Using excavators, rescuers late on Sunday cleared 80 per cent of the debris and found bodies and body parts of the mostly teenage victims, the disaster mitigation agency said in a statement.
Budi Irawan, a deputy at the disaster mitigation agency, said a total of 50 people had died based on the bodies recovered and rescuers were expected to finish their search by the end of Monday for 13 more trapped victims.
"The number of victims is the biggest this year from one building," he told a media conference.
"Out of all the disasters in 2025, natural or not, there hasn't been as many dead victims as the ones in Sidoarjo."
Yudhi Bramantyo, a search and rescue agency official, said at the same news conference that five other body parts were found, indicating the death toll was likely at least 54 people.

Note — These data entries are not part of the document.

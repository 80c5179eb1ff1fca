//! ClientHello inspection.
//!
//! The parser walks the TLS record, handshake and extension framing of the
//! first bytes a client sends and pulls out the `server_name` extension.
//! Every length is attacker controlled, so every offset is checked against
//! the bytes actually peeked before it is used.

use crate::peek::PeekableStream;
use std::io;
use tokio::io::AsyncRead;

pub const TLS_HANDSHAKE: u8 = 0x16;
pub const RECORD_HEADER_LEN: usize = 5;
const CLIENT_HELLO: u8 = 0x01;
const SNI_EXTENSION: u16 = 0x0000;
// handshake length (3) + client version (2) + random (32)
const HELLO_FIXED_PREFIX: usize = 3 + 2 + 32;

/// What the first bytes of a connection turned out to be.
#[derive(Debug, Clone, PartialEq, Eq)]
pub enum ParsedHello {
    /// TLS ClientHello carrying a server name.
    Sni(String),
    /// TLS ClientHello without a `server_name` extension.
    NoSni,
    /// First byte is not a TLS handshake record.
    NonTls,
}

impl ParsedHello {
    pub fn is_tls(&self) -> bool {
        !matches!(self, ParsedHello::NonTls)
    }

    pub fn sni(&self) -> Option<&str> {
        match self {
            ParsedHello::Sni(host) => Some(host),
            _ => None,
        }
    }

    /// Label used for metrics and logs.
    pub fn label(&self) -> &str {
        match self {
            ParsedHello::Sni(host) => host,
            ParsedHello::NoSni => "no-sni",
            ParsedHello::NonTls => "non-tls",
        }
    }
}

#[derive(Debug, thiserror::Error)]
pub enum SniError {
    #[error("incomplete TLS record: need {needed} bytes, got {available}")]
    Incomplete { needed: usize, available: usize },
    #[error("handshake type {0:#04x} is not a ClientHello")]
    NotClientHello(u8),
    #[error("ClientHello truncated before the extensions block")]
    ClientHelloTruncated,
    #[error("ClientHello has no extensions")]
    NoExtensions,
    #[error("extensions block truncated")]
    ExtensionsTruncated,
    #[error("malformed server_name extension")]
    MalformedSni,
    #[error("ClientHello has no server_name extension")]
    SniNotFound,
    #[error("timed out waiting for ClientHello")]
    Timeout,
    #[error("failed to read ClientHello: {0}")]
    Io(#[from] io::Error),
}

/// Reads just enough of the stream to classify it, without consuming
/// anything.
///
/// A single byte is enough to recognise non-TLS traffic, so clients of
/// other protocols are classified even if they send fewer than five bytes.
pub async fn read_client_hello<R>(stream: &mut PeekableStream<R>) -> Result<ParsedHello, SniError>
where
    R: AsyncRead + Unpin,
{
    match stream.peek(1).await?.first() {
        None => {
            return Err(SniError::Incomplete {
                needed: RECORD_HEADER_LEN,
                available: 0,
            });
        }
        Some(&b) if b != TLS_HANDSHAKE => return Ok(ParsedHello::NonTls),
        Some(_) => {}
    }

    let header = stream.peek(RECORD_HEADER_LEN).await?;
    if header.len() < RECORD_HEADER_LEN {
        return Err(SniError::Incomplete {
            needed: RECORD_HEADER_LEN,
            available: header.len(),
        });
    }
    let record_len = u16::from_be_bytes([header[3], header[4]]) as usize;

    let data = stream.peek(RECORD_HEADER_LEN + record_len).await?;
    parse_client_hello(data)
}

/// Parses a buffered TLS record.
///
/// Only the first `5 + record length` bytes are examined; anything after the
/// first record is ignored.
///
/// # Examples
///
/// ```
/// use sni_router_core::sni::{parse_client_hello, ParsedHello};
///
/// assert_eq!(parse_client_hello(b"SSH-2.0-OpenSSH").unwrap(), ParsedHello::NonTls);
/// ```
pub fn parse_client_hello(data: &[u8]) -> Result<ParsedHello, SniError> {
    let Some(&content_type) = data.first() else {
        return Err(SniError::Incomplete {
            needed: RECORD_HEADER_LEN,
            available: 0,
        });
    };
    if content_type != TLS_HANDSHAKE {
        tracing::trace!("Not a TLS handshake record: {:02x}", content_type);
        return Ok(ParsedHello::NonTls);
    }
    if data.len() < RECORD_HEADER_LEN {
        return Err(SniError::Incomplete {
            needed: RECORD_HEADER_LEN,
            available: data.len(),
        });
    }

    let record_len = u16::from_be_bytes([data[3], data[4]]) as usize;
    let record_end = RECORD_HEADER_LEN + record_len;
    if data.len() < record_end {
        return Err(SniError::Incomplete {
            needed: record_end,
            available: data.len(),
        });
    }

    let mut cursor = Cursor::new(&data[..record_end], RECORD_HEADER_LEN);

    let handshake_type = cursor.u8().ok_or(SniError::ClientHelloTruncated)?;
    if handshake_type != CLIENT_HELLO {
        return Err(SniError::NotClientHello(handshake_type));
    }
    cursor
        .skip(HELLO_FIXED_PREFIX)
        .ok_or(SniError::ClientHelloTruncated)?;

    let session_id_len = cursor.u8().ok_or(SniError::ClientHelloTruncated)?;
    cursor
        .skip(session_id_len as usize)
        .ok_or(SniError::ClientHelloTruncated)?;

    let cipher_suites_len = cursor.u16().ok_or(SniError::ClientHelloTruncated)?;
    cursor
        .skip(cipher_suites_len as usize)
        .ok_or(SniError::ClientHelloTruncated)?;

    let compression_len = cursor.u8().ok_or(SniError::ClientHelloTruncated)?;
    cursor
        .skip(compression_len as usize)
        .ok_or(SniError::NoExtensions)?;

    let extensions_len = cursor.u16().ok_or(SniError::NoExtensions)? as usize;
    let extensions_end = cursor.pos + extensions_len;
    if extensions_end > cursor.data.len() {
        return Err(SniError::ExtensionsTruncated);
    }

    let record = cursor.data;
    let mut pos = cursor.pos;
    while pos + 4 <= extensions_end {
        let extension_type = u16::from_be_bytes([record[pos], record[pos + 1]]);
        let extension_len = u16::from_be_bytes([record[pos + 2], record[pos + 3]]) as usize;
        pos += 4;

        if extension_type == SNI_EXTENSION {
            if pos + extension_len > extensions_end {
                return Err(SniError::MalformedSni);
            }
            return parse_server_name(&record[pos..pos + extension_len]);
        }
        pos += extension_len;
    }

    Ok(ParsedHello::NoSni)
}

/// Decodes a `server_name` extension payload (RFC 6066 §3).
fn parse_server_name(payload: &[u8]) -> Result<ParsedHello, SniError> {
    if payload.len() < 5 {
        return Err(SniError::MalformedSni);
    }
    let list_len = u16::from_be_bytes([payload[0], payload[1]]) as usize;
    let list_end = 2 + list_len;
    if list_end > payload.len() {
        return Err(SniError::MalformedSni);
    }
    // payload[2] is the name type; only host_name (0) is defined
    let name_len = u16::from_be_bytes([payload[3], payload[4]]) as usize;
    if name_len == 0 || 5 + name_len > list_end {
        return Err(SniError::MalformedSni);
    }

    match std::str::from_utf8(&payload[5..5 + name_len]) {
        Ok(host) => Ok(ParsedHello::Sni(host.to_string())),
        Err(_) => Err(SniError::MalformedSni),
    }
}

/// Bounds-checked big-endian reader over a single TLS record.
struct Cursor<'a> {
    data: &'a [u8],
    pos: usize,
}

impl<'a> Cursor<'a> {
    fn new(data: &'a [u8], pos: usize) -> Self {
        Self { data, pos }
    }

    fn u8(&mut self) -> Option<u8> {
        let b = *self.data.get(self.pos)?;
        self.pos += 1;
        Some(b)
    }

    fn u16(&mut self) -> Option<u16> {
        let bytes = self.data.get(self.pos..self.pos + 2)?;
        self.pos += 2;
        Some(u16::from_be_bytes([bytes[0], bytes[1]]))
    }

    fn skip(&mut self, n: usize) -> Option<()> {
        if self.pos + n > self.data.len() {
            return None;
        }
        self.pos += n;
        Some(())
    }
}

Rescuers are continuing their search, with footage shared by the search and rescue agency showing recovery workers carrying orange body bags out of the ruins of the school.
Authorities have said the cause of the collapse last Monday was construction work on the upper floors that the school's foundations could not support.
Across Indonesia, there are about 42,000 Islamic school buildings, known as a pesantren, data from the country's religious affairs ministry shows.
Only 50 pesantren have building permits, Dody Hanggodo, the country's public works minister, was quoted by local media as saying on Sunday.
It is not immediately clear if Al Khoziny had a building permit.
Reuters could not immediately contact school authorities for comment.